Sunday, August 7, 2011

The Golem

One of the strangest legends of Jewish mystical folklore is the story of the Golem. The best-known example is the story of the Golem of Prague, made by Rabbi Judah Loew ben Bezalel to protect the Jews of Prague from Christians incited by sermons at Eastertime. Eventually, after performing its defensive duty, the Golem stopped obeying Rabbi Judah Loew's orders and the Rabbi was forced to destroy it.

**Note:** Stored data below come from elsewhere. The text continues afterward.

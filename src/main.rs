use clap::Parser;
use simplelog::{ConfigBuilder, WriteLogger};
use std::fs::File;

use arbor::core::config::{self, CliOverrides};

#[derive(Parser)]
#[command(name = "arbor", about = "Terminal browser that grows links into a tab tree")]
struct Args {
    /// URL to open in the first tab instead of the home page
    url: Option<String>,

    /// Home page for new root tabs
    #[arg(long)]
    home: Option<String>,

    /// Log level written to arbor.log (off, error, warn, info, debug, trace)
    #[arg(long)]
    log_level: Option<String>,
}

#[tokio::main]
async fn main() -> std::io::Result<()> {
    let args = Args::parse();
    dotenv::dotenv().ok();

    let (file_config, config_error) = match config::load_config() {
        Ok(c) => (c, None),
        Err(e) => (config::ArborConfig::default(), Some(e)),
    };
    let resolved = config::resolve(
        &file_config,
        CliOverrides {
            home_url: args.home.as_deref(),
            start_url: args.url.as_deref(),
            log_level: args.log_level.as_deref(),
        },
    );

    // Initialize file logger - writes to arbor.log in current directory
    let log_config = ConfigBuilder::new().set_time_format_rfc3339().build();

    if let Ok(log_file) = File::create("arbor.log") {
        let _ = WriteLogger::init(resolved.log_level, log_config, log_file);
    }

    if let Some(e) = config_error {
        log::warn!("Falling back to default config: {e}");
    }
    log::info!("Arbor starting up with home page {}", resolved.home_url);

    arbor::tui::run(resolved)
}
//! # StatusBar Component
//!
//! Bottom line: status message on the left, key hints on the right.
//! Purely presentational; all data arrives as props.

use ratatui::Frame;
use ratatui::layout::{Constraint, Layout, Rect};
use ratatui::style::{Modifier, Style};
use ratatui::text::Span;
use ratatui::widgets::Paragraph;

use crate::tui::component::Component;

const HINTS: &str = "Tab focus · ^L address · Alt←/→ history · ^T new · ^W close · ^Q quit";

pub struct StatusBar<'a> {
    pub status_message: &'a str,
    pub tab_count: usize,
}

impl Component for StatusBar<'_> {
    fn render(&mut self, frame: &mut Frame, area: Rect) {
        let left = format!(" {} · {} tabs", self.status_message, self.tab_count);
        let hints_width = (HINTS.chars().count() as u16 + 1).min(area.width / 2);
        let [left_area, right_area] =
            Layout::horizontal([Constraint::Min(0), Constraint::Length(hints_width)]).areas(area);

        frame.render_widget(Span::raw(left), left_area);
        frame.render_widget(
            Paragraph::new(Span::styled(HINTS, Style::default().add_modifier(Modifier::DIM)))
                .right_aligned(),
            right_area,
        );
    }
}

From the Hebrew word for "formless mass," golem refers to the product of a mystical procedure that turns a shapeless lump of clay or mud into a living being, capable of performing service for its maker. The procedure relies on the power of words to create and destroy: the maker imbues the golem with life by speaking or writing words related to the names of God into the formless mass, and it takes shape and gains the power of movement -- but not of speech. When its usefulness is at an end (or when it develops a dangerous will of its own), the golem's maker can destroy it by repeating the words in the reverse order or erasing their written form.

In 2006, columnist Froma Harrop noted that Barack Obama described himself in his second autobiography, The Audacity of Hope: "I serve as a blank screen on which people of vastly different political stripes project their own views... my treatment of the issues is often partial and incomplete."

Today, in August 2011, Froma Harrop has made some interesting headlines by calling TEA Party movement members "terrorists" -- this while heading a project called Restoring Civility for the National Conference of Editorial Writers. But what's been overlooked in the kerfuffle over her name-calling is the topic of the column in which the name-calling appeared: Democrats Also Need a Presidential Primary in 2012. It concludes:
But Democrats would do themselves a huge favor if they had a living, breathing leader as their presidential candidate in 2012. Won't someone step up?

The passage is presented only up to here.